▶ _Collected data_

- Opening Delimiter -

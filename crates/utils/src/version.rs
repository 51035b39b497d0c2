use std::sync::LazyLock;

/// Defines the application version.
pub static VERSION: LazyLock<String> = LazyLock::new(|| {
    format_version(
        env!("CARGO_PKG_VERSION"),
        option_env!("VERGEN_GIT_SHA"),
        option_env!("VERGEN_GIT_DIRTY") == Some("true"),
    )
});

fn format_version(package: &str, sha: Option<&str>, dirty: bool) -> String {
    format!(
        "{}-{}{}",
        package,
        sha.map(|sha| &sha[..sha.len().min(12)]).unwrap_or("unknown"),
        if dirty { "-dirty" } else { "" }
    )
}

#[cfg(test)]
mod tests {
    use super::*;
    use similar_asserts::assert_eq;

    #[test]
    fn shortens_sha_and_marks_dirty_trees() {
        assert_eq!(
            format_version("0.1.0", Some("0123456789abcdef0123"), true),
            "0.1.0-0123456789ab-dirty"
        );
        assert_eq!(format_version("0.1.0", None, false), "0.1.0-unknown");
    }
}
use std::fmt;
use std::sync::Arc;

use crate::driver::CudaDriver;
use crate::driver::Driver;
use crate::error::StatusExt;
use crate::Result;

/// Shared handle onto a [`Driver`].
///
/// Every wrapper object keeps a clone so that it releases its resource
/// through the same driver that produced it.
#[derive(Clone)]
pub struct Runtime {
    driver: Arc<dyn Driver>,
}

impl Runtime {
    /// Loads the native CUDA driver library and initializes it.
    ///
    /// A missing library is reported as [`Error::LibraryLoad`](crate::Error::LibraryLoad).
    /// See [`CudaDriver::load`] for where the library is looked up.
    pub fn new() -> Result<Self> {
        let runtime = Self::with_driver(Arc::new(CudaDriver::load()?));
        crate::device::init(&runtime)?;
        Ok(runtime)
    }

    /// Wraps an already-initialized driver.
    pub fn with_driver(driver: Arc<dyn Driver>) -> Self {
        Self { driver }
    }

    pub fn driver(&self) -> &dyn Driver {
        self.driver.as_ref()
    }

    /// Blocks until all work queued in the current context has finished.
    pub fn synchronize(&self) -> Result<()> {
        self.driver
            .ctx_synchronize()
            .with_context(|| "Failed synchronizing the current context".to_string())
    }
}

impl fmt::Debug for Runtime {
    fn fmt(&self, f: &mut fmt::Formatter<'_>) -> fmt::Result {
        f.debug_struct("Runtime").finish_non_exhaustive()
    }
}
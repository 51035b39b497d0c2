use cudarc::driver::sys::CUresult;
use cudarc::driver::sys::CUstream_flags;
use tracing::debug;
use tracing::error;

use crate::error::StatusExt;
use crate::event::AsEventId;
use crate::types::id_as_hex;
use crate::types::StreamId;
use crate::Result;
use crate::Runtime;

/// Creation flags for [`Stream`].
#[derive(Debug, Clone, Copy, PartialEq, Eq, Default)]
pub struct StreamFlags(u32);

impl StreamFlags {
    /// Work in the stream is ordered after the legacy default stream.
    pub const DEFAULT: Self = Self(CUstream_flags::CU_STREAM_DEFAULT as u32);
    /// Work in the stream may run concurrently with the legacy default stream.
    pub const NON_BLOCKING: Self = Self(CUstream_flags::CU_STREAM_NON_BLOCKING as u32);

    pub const fn bits(self) -> u32 {
        self.0
    }
}

/// A queue of device work owned by this process, destroyed on drop.
#[derive(Debug)]
pub struct Stream {
    runtime: Runtime,
    id: StreamId,
}

// The runtime's stream identifiers may be used from any thread.
unsafe impl Send for Stream {}

impl Stream {
    pub fn new(runtime: &Runtime, flags: StreamFlags) -> Result<Self> {
        let id = runtime
            .driver()
            .stream_create(flags.bits())
            .with_context(|| format!("Failed creating a stream with flags {:#x}", flags.bits()))?;
        debug!(stream = %id_as_hex(id), "created stream");
        Ok(Self {
            runtime: runtime.clone(),
            id,
        })
    }

    /// Creates a stream with a scheduling priority. Lower numbers are higher
    /// priorities; the driver clamps out-of-range values.
    pub fn with_priority(runtime: &Runtime, flags: StreamFlags, priority: i32) -> Result<Self> {
        let id = runtime
            .driver()
            .stream_create_with_priority(flags.bits(), priority)
            .with_context(|| format!("Failed creating a stream with priority {priority}"))?;
        debug!(stream = %id_as_hex(id), priority, "created stream");
        Ok(Self {
            runtime: runtime.clone(),
            id,
        })
    }

    pub fn id(&self) -> StreamId {
        self.id
    }

    pub(crate) fn runtime(&self) -> &Runtime {
        &self.runtime
    }

    /// Blocks until all work queued in the stream has completed.
    pub fn synchronize(&self) -> Result<()> {
        self.runtime
            .driver()
            .stream_synchronize(self.id)
            .with_context(|| format!("Failed synchronizing stream {}", id_as_hex(self.id)))
    }

    /// Whether all work queued in the stream has completed.
    pub fn is_idle(&self) -> Result<bool> {
        match self.runtime.driver().stream_query(self.id) {
            Ok(()) => Ok(true),
            Err(CUresult::CUDA_ERROR_NOT_READY) => Ok(false),
            Err(status) => Err::<bool, _>(status)
                .with_context(|| format!("Failed querying stream {}", id_as_hex(self.id))),
        }
    }

    /// Makes future work in this stream wait until `event` has occurred.
    /// The event may belong to another process.
    pub fn wait_event(&self, event: &impl AsEventId) -> Result<()> {
        let event_id = event.event_id();
        self.runtime
            .driver()
            .stream_wait_event(self.id, event_id)
            .with_context(|| {
                format!(
                    "Failed making stream {} wait on event {}",
                    id_as_hex(self.id),
                    id_as_hex(event_id)
                )
            })
    }
}

impl Drop for Stream {
    fn drop(&mut self) {
        let result = self
            .runtime
            .driver()
            .stream_destroy(self.id)
            .with_context(|| format!("Failed destroying stream {}", id_as_hex(self.id)));
        if let Err(e) = result {
            error!(error = %e, "failed to destroy stream");
        }
    }
}
impl State {
    fn reserve_address(&mut self, len: usize) -> DevicePtr {
        let addr = self.next_address;
        let pages = (len as u64).div_ceil(PAGE).max(1);
        self.next_address += (pages + 1) * PAGE;
        addr
    }

    fn next_id(&mut self) -> usize {
        self.next_id += 0x10;
        self.next_id
    }

    fn check_device(&self, device: DeviceId) -> DriverResult<()> {
        if device >= 0 && (device as u32) < self.devices {
            Ok(())
        } else {
            Err(CUresult::CUDA_ERROR_INVALID_DEVICE)
        }
    }

    fn check_stream(&self, stream: StreamId) -> DriverResult<()> {
        if stream.is_null() || self.streams.contains(&(stream as usize)) {
            Ok(())
        } else {
            Err(CUresult::CUDA_ERROR_INVALID_HANDLE)
        }
    }

    fn event(&self, event: EventId) -> DriverResult<MockEvent> {
        self.events
            .get(&(event as usize))
            .copied()
            .ok_or(CUresult::CUDA_ERROR_INVALID_HANDLE)
    }

    /// Finds the allocation backing `len` bytes at `addr`, following IPC
    /// mappings. Returns the allocation base and the offset into it.
    fn resolve(&self, addr: DevicePtr, len: usize) -> DriverResult<(DevicePtr, usize)> {
        let fits = |start: DevicePtr, base: DevicePtr| -> Option<(DevicePtr, usize)> {
            let size = self.allocations.get(&base)?.len();
            let offset = usize::try_from(addr - start).ok()?;
            (offset.checked_add(len)? <= size).then_some((base, offset))
        };

        if let Some((&base, _)) = self.allocations.range(..=addr).next_back() {
            if let Some(found) = fits(base, base) {
                return Ok(found);
            }
        }
        if let Some((&mapped, &base)) = self.mappings.range(..=addr).next_back() {
            if let Some(found) = fits(mapped, base) {
                return Ok(found);
            }
        }
        Err(CUresult::CUDA_ERROR_INVALID_VALUE)
    }

    fn write(&mut self, dst: DevicePtr, src: &[u8]) -> DriverResult<()> {
        let (base, offset) = self.resolve(dst, src.len())?;
        if let Some(memory) = self.allocations.get_mut(&base) {
            memory[offset..offset + src.len()].copy_from_slice(src);
        }
        Ok(())
    }

    fn read(&self, dst: &mut [u8], src: DevicePtr) -> DriverResult<()> {
        let (base, offset) = self.resolve(src, dst.len())?;
        if let Some(memory) = self.allocations.get(&base) {
            dst.copy_from_slice(&memory[offset..offset + dst.len()]);
        }
        Ok(())
    }

    fn fill(&mut self, dst: DevicePtr, value: u8, count: usize) -> DriverResult<()> {
        let (base, offset) = self.resolve(dst, count)?;
        if let Some(memory) = self.allocations.get_mut(&base) {
            memory[offset..offset + count].fill(value);
        }
        Ok(())
    }
}

fn encode(magic: &[u8; 8], value: u64) -> [u8; IPC_HANDLE_SIZE] {
    let mut bytes = [0u8; IPC_HANDLE_SIZE];
    bytes[..8].copy_from_slice(magic);
    bytes[8..16].copy_from_slice(&value.to_le_bytes());
    bytes
}

fn decode(magic: &[u8; 8], bytes: &[u8; IPC_HANDLE_SIZE]) -> Option<u64> {
    if &bytes[..8] != magic {
        return None;
    }
    let mut value = [0u8; 8];
    value.copy_from_slice(&bytes[8..16]);
    Some(u64::from_le_bytes(value))
}

/// Scriptable in-memory driver.
#[derive(Debug)]
pub struct MockDriver {
    state: Mutex<State>,
}

impl Default for MockDriver {
    fn default() -> Self {
        Self::new()
    }
}

impl MockDriver {
    /// A driver with a single device.
    pub fn new() -> Self {
        Self::with_devices(1)
    }

    pub fn with_devices(devices: u32) -> Self {
        Self {
            state: Mutex::new(State {
                devices,
                failures: HashMap::new(),
                calls: HashMap::new(),
                next_address: FIRST_ADDRESS,
                next_id: 0x1000,
                clock: 0,
                allocations: BTreeMap::new(),
                mappings: BTreeMap::new(),
                last_mapping: None,
                null_import: false,
                streams: HashSet::new(),
                events: HashMap::new(),
                retained: HashMap::new(),
            }),
        }
    }

    fn lock(&self) -> MutexGuard<'_, State> {
        self.state.lock().unwrap_or_else(PoisonError::into_inner)
    }

    /// Counts the call and applies any scripted failure.
    fn enter(&self, call: Call) -> DriverResult<MutexGuard<'_, State>> {
        let mut state = self.lock();
        *state.calls.entry(call).or_default() += 1;
        match state.failures.get(&call) {
            Some(&status) => Err(status),
            None => Ok(state),
        }
    }

    /// Makes every following `call` fail with `status`, until cleared.
    pub fn fail(&self, call: Call, status: CUresult) {
        self.lock().failures.insert(call, status);
    }

    pub fn clear_failure(&self, call: Call) {
        self.lock().failures.remove(&call);
    }

    /// How many times `call` has been made, including failed attempts.
    pub fn calls(&self, call: Call) -> usize {
        self.lock().calls.get(&call).copied().unwrap_or(0)
    }

    /// Makes IPC memory imports succeed with a null pointer.
    pub fn set_null_import(&self, enabled: bool) {
        self.lock().null_import = enabled;
    }

    /// Allocates device memory directly, without going through (or counting)
    /// a driver call.
    pub fn driver_alloc(&self, len: usize) -> DevicePtr {
        let mut state = self.lock();
        let ptr = state.reserve_address(len);
        state.allocations.insert(ptr, vec![0; len]);
        ptr
    }

    /// The handle this driver produces when exporting the allocation at `base`.
    pub fn memory_handle_for(&self, base: DevicePtr) -> MemoryHandle {
        MemoryHandle::from_bytes(encode(MEMORY_MAGIC, base))
    }

    /// Current contents of the allocation (or mapping) starting at `ptr`.
    pub fn device_memory(&self, ptr: DevicePtr) -> Option<Vec<u8>> {
        let state = self.lock();
        let base = state.mappings.get(&ptr).copied().unwrap_or(ptr);
        state.allocations.get(&base).cloned()
    }

    pub fn last_mapping(&self) -> Option<DevicePtr> {
        self.lock().last_mapping
    }

    pub fn live_mappings(&self) -> usize {
        self.lock().mappings.len()
    }

    pub fn live_allocations(&self) -> usize {
        self.lock().allocations.len()
    }

    pub fn live_streams(&self) -> usize {
        self.lock().streams.len()
    }

    pub fn live_events(&self) -> usize {
        self.lock().events.len()
    }

    pub fn retained_contexts(&self) -> usize {
        self.lock().retained.values().sum()
    }
}
//! The two halves of a sharing session, independent of how the processes
//! reach each other.

use cuda_api::memory;
use cuda_api::Device;
use cuda_api::DeviceBuffer;
use cuda_api::Event;
use cuda_api::ImportedEvent;
use cuda_api::ImportedMemory;
use cuda_api::PrimaryContext;
use cuda_api::Runtime;
use cuda_api::Stream;
use cuda_api::StreamFlags;
use std::collections::TryReserveError;

use thiserror::Error;
use tracing::info;
use tracing::warn;

use crate::channel::ChannelError;
use crate::channel::ExporterChannel;
use crate::channel::ImporterChannel;
use crate::protocol::AttachReport;
use crate::protocol::SharedBuffer;

#[derive(Error, Debug)]
pub enum SessionError {
    #[error("CUDA error: {0}")]
    Cuda(#[from] cuda_api::Error),

    #[error("Channel error: {0}")]
    Channel(#[from] ChannelError),

    #[error("Cannot buffer an offer of {len} bytes on the host: {source}")]
    HostBuffer {
        len: usize,
        #[source]
        source: TryReserveError,
    },
}

#[derive(Debug, Clone, Copy, PartialEq, Eq)]
pub struct ServeOptions {
    pub device: u32,
    pub size: usize,
    pub pattern: u8,
}

/// Exporter-side resources that must outlive the importer's use of them.
#[derive(Debug)]
pub struct Export {
    pub offer: SharedBuffer,
    // dropped in declaration order, the context last
    _ready: Event,
    _buffer: DeviceBuffer,
    _stream: Stream,
    _context: PrimaryContext,
}

/// Allocates and fills a buffer, and exports it together with an event that
/// completes when the fill has.
pub fn prepare_export(runtime: &Runtime, options: &ServeOptions) -> Result<Export, SessionError> {
    let device = Device::get(runtime, options.device)?;
    let context = device.primary_context()?;

    let stream = Stream::new(runtime, StreamFlags::NON_BLOCKING)?;
    let buffer = DeviceBuffer::new(runtime, options.size)?;
    let ready = Event::new_interprocess(runtime)?;

    buffer.fill_async(options.pattern, &stream)?;
    ready.record(&stream)?;

    let offer = SharedBuffer {
        memory: buffer.export()?,
        ready: ready.export()?,
        len: buffer.len(),
        pattern: options.pattern,
        device: options.device,
        exporter_pid: std::process::id(),
    };
    info!(
        device = options.device,
        bytes = offer.len,
        memory_handle = %offer.memory,
        "exported device buffer"
    );

    Ok(Export {
        offer,
        _ready: ready,
        _buffer: buffer,
        _stream: stream,
        _context: context,
    })
}

/// Offers an export to a connected importer and waits for its verdict. The
/// buffer stays mapped until the report arrives.
pub fn serve(channel: &ExporterChannel, export: &Export) -> Result<AttachReport, SessionError> {
    channel.offer(export.offer.clone())?;
    let report = channel.wait_report()?;
    match &report {
        AttachReport::Verified { len } => info!(bytes = len, "importer verified the buffer"),
        other => warn!(report = ?other, "importer did not verify the buffer"),
    }
    Ok(report)
}

/// Maps an offered buffer on `device`, waits for the exporter's event and
/// checks the contents.
pub fn inspect_offer(
    runtime: &Runtime,
    device: u32,
    offer: &SharedBuffer,
) -> Result<AttachReport, SessionError> {
    // peer-supplied length: reserve fallibly before any driver call
    let mut contents = Vec::new();
    contents
        .try_reserve_exact(offer.len)
        .map_err(|source| SessionError::HostBuffer {
            len: offer.len,
            source,
        })?;
    contents.resize(offer.len, 0u8);

    let _context = Device::get(runtime, device)?.primary_context()?;

    let ready = ImportedEvent::open(runtime, &offer.ready)?;
    let stream = Stream::new(runtime, StreamFlags::NON_BLOCKING)?;
    stream.wait_event(&ready)?;

    let imported = ImportedMemory::<u8>::new(runtime, &offer.memory)?;
    // SAFETY: `contents` is neither touched nor dropped before the stream is synchronized.
    unsafe { memory::copy_to_host_async(&stream, &mut contents, imported.get())? };
    stream.synchronize()?;
    imported.unmap()?;

    Ok(AttachReport::inspect(&contents, offer.pattern))
}

/// Importer side of a session: receive, inspect, report. Failures to map
/// or read the buffer are reported to the exporter before being returned.
pub fn attach(
    runtime: &Runtime,
    device: u32,
    channel: &ImporterChannel,
) -> Result<AttachReport, SessionError> {
    let offer = channel.receive_offer()?;
    info!(
        exporter_pid = offer.exporter_pid,
        bytes = offer.len,
        "received buffer offer"
    );

    match inspect_offer(runtime, device, &offer) {
        Ok(report) => {
            channel.report(report.clone())?;
            Ok(report)
        }
        Err(e) => {
            if let Err(send_err) = channel.report(AttachReport::Failed(e.to_string())) {
                warn!(error = %send_err, "could not report the failure to the exporter");
            }
            Err(e)
        }
    }
}
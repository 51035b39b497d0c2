use std::marker::PhantomData;

use tracing::debug;
use tracing::error;

use super::MemoryHandle;
use crate::error::StatusExt;
use crate::types::ptr_as_hex;
use crate::types::DevicePtr;
use crate::Error;
use crate::Result;
use crate::Runtime;

/// Obtains a handle for a region of device memory that can be sent to
/// another process.
///
/// `ptr` must be the base of an allocation made in this process.
pub fn export_memory(runtime: &Runtime, ptr: DevicePtr) -> Result<MemoryHandle> {
    let handle = runtime.driver().ipc_get_mem_handle(ptr).with_context(|| {
        format!(
            "Failed producing an IPC memory handle for device pointer {}",
            ptr_as_hex(ptr)
        )
    })?;
    debug!(ptr = %ptr_as_hex(ptr), "exported IPC memory handle");
    Ok(handle)
}

/// Maps memory exported by another process into this one, enabling peer
/// access lazily if the memory lives on a different device.
///
/// The pointer is returned as the driver produced it. Prefer
/// [`ImportedMemory`], which also rejects null and unmaps on drop.
pub fn import_memory(runtime: &Runtime, handle: &MemoryHandle) -> Result<DevicePtr> {
    let ptr = runtime
        .driver()
        .ipc_open_mem_handle(handle)
        .with_context(|| "Failed obtaining a device pointer from an IPC memory handle".to_string())?;
    debug!(ptr = %ptr_as_hex(ptr), "imported IPC memory handle");
    Ok(ptr)
}

/// Releases a mapping obtained from [`import_memory`].
pub fn unmap(runtime: &Runtime, ptr: DevicePtr) -> Result<()> {
    runtime.driver().ipc_close_mem_handle(ptr).with_context(|| {
        format!(
            "Failed unmapping IPC memory mapped to {}",
            ptr_as_hex(ptr)
        )
    })?;
    debug!(ptr = %ptr_as_hex(ptr), "unmapped IPC memory");
    Ok(())
}

/// Owner of a mapping imported from another process.
///
/// Exactly one `ImportedMemory` is responsible for each mapping. It can be
/// moved but not duplicated:
///
/// ```compile_fail
/// fn duplicable<T: Clone>() {}
/// duplicable::<cuda_api::ImportedMemory<u8>>();
/// ```
///
/// Dropping it unmaps the memory. A null stored pointer means there is
/// nothing left to release.
pub struct ImportedMemory<T = u8> {
    runtime: Runtime,
    ptr: DevicePtr,
    _marker: PhantomData<T>,
}

impl<T> ImportedMemory<T> {
    pub fn new(runtime: &Runtime, handle: &MemoryHandle) -> Result<Self> {
        let ptr = import_memory(runtime, handle)?;
        if ptr == 0 {
            return Err(Error::NullPointer);
        }
        Ok(Self {
            runtime: runtime.clone(),
            ptr,
            _marker: PhantomData,
        })
    }

    pub fn get(&self) -> DevicePtr {
        self.ptr
    }

    /// The mapping as a typed pointer, for handing to kernels. It is only
    /// dereferenceable on the device.
    pub fn as_ptr(&self) -> *mut T {
        self.ptr as usize as *mut T
    }

    /// Unmaps now and reports failure, instead of logging it on drop.
    ///
    /// Ownership is given up before the call, so a failed unmap is not
    /// retried.
    pub fn unmap(mut self) -> Result<()> {
        let ptr = std::mem::replace(&mut self.ptr, 0);
        unmap(&self.runtime, ptr)
    }

    /// Gives up ownership without unmapping. The caller becomes responsible
    /// for calling [`unmap`] on the returned pointer.
    pub fn into_raw(mut self) -> DevicePtr {
        std::mem::replace(&mut self.ptr, 0)
    }
}

impl<T> std::fmt::Debug for ImportedMemory<T> {
    fn fmt(&self, f: &mut std::fmt::Formatter<'_>) -> std::fmt::Result {
        f.debug_struct("ImportedMemory")
            .field("ptr", &ptr_as_hex(self.ptr))
            .finish()
    }
}

impl<T> Drop for ImportedMemory<T> {
    fn drop(&mut self) {
        if self.ptr == 0 {
            return;
        }
        if let Err(e) = unmap(&self.runtime, self.ptr) {
            error!(ptr = %ptr_as_hex(self.ptr), error = %e, "failed to unmap imported IPC memory");
        }
    }
}
use std::fmt;

use tracing::debug;
use tracing::error;

use crate::error::StatusExt;
use crate::types::id_as_hex;
use crate::types::ContextId;
use crate::types::DeviceId;
use crate::Error;
use crate::Result;
use crate::Runtime;

/// Initializes the driver. Must precede every other call in the process;
/// [`Runtime::new`] does it for you.
pub fn init(runtime: &Runtime) -> Result<()> {
    runtime
        .driver()
        .init(0)
        .with_context(|| "Failed initializing the CUDA driver".to_string())
}

/// Version of the installed driver, as `major.minor`.
#[derive(Debug, Clone, Copy, PartialEq, Eq, PartialOrd, Ord)]
pub struct DriverVersion {
    pub major: u32,
    pub minor: u32,
}

impl DriverVersion {
    /// Decodes the driver's `1000 * major + 10 * minor` encoding.
    pub fn from_raw(raw: i32) -> Self {
        let raw = raw.max(0) as u32;
        Self {
            major: raw / 1000,
            minor: (raw % 1000) / 10,
        }
    }
}

impl fmt::Display for DriverVersion {
    fn fmt(&self, f: &mut fmt::Formatter<'_>) -> fmt::Result {
        write!(f, "{}.{}", self.major, self.minor)
    }
}

pub fn driver_version(runtime: &Runtime) -> Result<DriverVersion> {
    let raw = runtime
        .driver()
        .driver_get_version()
        .with_context(|| "Failed obtaining the CUDA driver version".to_string())?;
    Ok(DriverVersion::from_raw(raw))
}

/// Number of devices visible to this process.
pub fn count(runtime: &Runtime) -> Result<u32> {
    let count = runtime
        .driver()
        .device_get_count()
        .with_context(|| "Failed obtaining the number of CUDA devices".to_string())?;
    Ok(count.max(0) as u32)
}

/// Blocks until all work queued in the current context has finished.
pub fn synchronize_current(runtime: &Runtime) -> Result<()> {
    runtime.synchronize()
}

/// A device, identified by its ordinal among the visible devices.
#[derive(Debug, Clone)]
pub struct Device {
    runtime: Runtime,
    ordinal: u32,
    id: DeviceId,
}

impl Device {
    pub fn get(runtime: &Runtime, ordinal: u32) -> Result<Self> {
        let raw_ordinal = i32::try_from(ordinal)
            .map_err(|_| Error::InvalidArgument(format!("device ordinal {ordinal} out of range")))?;
        let id = runtime
            .driver()
            .device_get(raw_ordinal)
            .with_context(|| format!("Failed obtaining a handle to CUDA device {ordinal}"))?;
        Ok(Self {
            runtime: runtime.clone(),
            ordinal,
            id,
        })
    }

    /// All visible devices, in ordinal order.
    pub fn all(runtime: &Runtime) -> Result<Vec<Self>> {
        (0..count(runtime)?)
            .map(|ordinal| Self::get(runtime, ordinal))
            .collect()
    }

    pub fn ordinal(&self) -> u32 {
        self.ordinal
    }

    pub fn id(&self) -> DeviceId {
        self.id
    }

    pub fn name(&self) -> Result<String> {
        self.runtime
            .driver()
            .device_get_name(self.id)
            .with_context(|| format!("Failed obtaining the name of CUDA device {}", self.ordinal))
    }

    pub fn total_memory(&self) -> Result<usize> {
        self.runtime
            .driver()
            .device_total_mem(self.id)
            .with_context(|| {
                format!(
                    "Failed obtaining the total memory of CUDA device {}",
                    self.ordinal
                )
            })
    }

    /// PCI location of the device, e.g. `0000:3b:00.0`.
    pub fn pci_bus_id(&self) -> Result<String> {
        self.runtime
            .driver()
            .device_get_pci_bus_id(self.id)
            .with_context(|| {
                format!(
                    "Failed obtaining the PCI bus id of CUDA device {}",
                    self.ordinal
                )
            })
    }

    /// Whether this device can map memory that lives on `peer`.
    pub fn can_access_peer(&self, peer: &Device) -> Result<bool> {
        self.runtime
            .driver()
            .device_can_access_peer(self.id, peer.id)
            .with_context(|| {
                format!(
                    "Failed checking whether CUDA device {} can access device {}",
                    self.ordinal, peer.ordinal
                )
            })
    }

    /// Retains the device's primary context and makes it current on the
    /// calling thread.
    pub fn primary_context(&self) -> Result<PrimaryContext> {
        let ctx = self
            .runtime
            .driver()
            .primary_ctx_retain(self.id)
            .with_context(|| {
                format!(
                    "Failed retaining the primary context of CUDA device {}",
                    self.ordinal
                )
            })?;
        let context = PrimaryContext {
            runtime: self.runtime.clone(),
            device: self.id,
            ordinal: self.ordinal,
            ctx,
        };
        context.make_current()?;
        debug!(device = self.ordinal, ctx = %id_as_hex(ctx), "primary context is current");
        Ok(context)
    }
}

/// A retained primary context, released on drop.
#[derive(Debug)]
pub struct PrimaryContext {
    runtime: Runtime,
    device: DeviceId,
    ordinal: u32,
    ctx: ContextId,
}

// Contexts may be made current on any thread.
unsafe impl Send for PrimaryContext {}

impl PrimaryContext {
    pub fn id(&self) -> ContextId {
        self.ctx
    }

    /// Makes this context current on the calling thread.
    pub fn make_current(&self) -> Result<()> {
        self.runtime
            .driver()
            .ctx_set_current(self.ctx)
            .with_context(|| {
                format!(
                    "Failed making the primary context of CUDA device {} current",
                    self.ordinal
                )
            })
    }
}

impl Drop for PrimaryContext {
    fn drop(&mut self) {
        if let Err(e) = self.runtime.driver().primary_ctx_release(self.device) {
            error!(device = self.ordinal, status = ?e, "failed to release primary context");
        }
    }
}

#[cfg(test)]
mod tests {
    use std::sync::Arc;

    use cudarc::driver::sys::CUresult;
    use similar_asserts::assert_eq;

    use super::*;
    use crate::mock::Call;
    use crate::mock::MockDriver;

    fn setup(devices: u32) -> (Arc<MockDriver>, Runtime) {
        let mock = Arc::new(MockDriver::with_devices(devices));
        let runtime = Runtime::with_driver(mock.clone());
        (mock, runtime)
    }

    #[test]
    fn decodes_driver_version() {
        assert_eq!(
            DriverVersion::from_raw(12040),
            DriverVersion { major: 12, minor: 4 }
        );
        assert_eq!(DriverVersion::from_raw(11080).to_string(), "11.8");
        assert_eq!(DriverVersion::from_raw(-1).to_string(), "0.0");
    }

    #[test]
    fn reports_driver_version() {
        let (_mock, runtime) = setup(1);
        assert_eq!(driver_version(&runtime).unwrap().to_string(), "11.8");
    }

    #[test]
    fn enumerates_devices() {
        let (_mock, runtime) = setup(2);
        let devices = Device::all(&runtime).unwrap();

        assert_eq!(devices.len(), 2);
        assert_eq!(devices[1].ordinal(), 1);
        assert_eq!(devices[0].name().unwrap(), "Mock GPU 0");
        assert_eq!(devices[1].pci_bus_id().unwrap(), "0000:02:00.0");
        assert!(devices[0].total_memory().unwrap() > 0);
        assert!(devices[0].can_access_peer(&devices[1]).unwrap());
        assert!(!devices[0].can_access_peer(&devices[0]).unwrap());
    }

    #[test]
    fn unknown_ordinal_names_the_device() {
        let (_mock, runtime) = setup(1);
        let err = Device::get(&runtime, 3).unwrap_err();

        assert_eq!(
            err.to_string(),
            "Failed obtaining a handle to CUDA device 3: CUDA_ERROR_INVALID_DEVICE"
        );
    }

    #[test]
    fn primary_context_is_retained_and_released() {
        let (mock, runtime) = setup(1);
        let device = Device::get(&runtime, 0).unwrap();

        let ctx = device.primary_context().unwrap();
        assert_eq!(mock.calls(Call::CtxSetCurrent), 1);
        assert_eq!(mock.retained_contexts(), 1);

        drop(ctx);
        assert_eq!(mock.retained_contexts(), 0);
    }

    #[test]
    fn init_failure_is_reported() {
        let (mock, runtime) = setup(1);
        mock.fail(Call::Init, CUresult::CUDA_ERROR_NO_DEVICE);

        let err = init(&runtime).unwrap_err();
        assert_eq!(
            err.to_string(),
            "Failed initializing the CUDA driver: CUDA_ERROR_NO_DEVICE"
        );
    }
}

- Closing Delimiter -

▶ _DIRECTIONS FOR THIS TASK_
Please return all lines above in which the string "StreamId" is found.

▶ _TASK OUTPUT_
use crate::types::StreamId;
    id: StreamId,
    pub fn id(&self) -> StreamId {
    fn check_stream(&self, stream: StreamId) -> DriverResult<()> {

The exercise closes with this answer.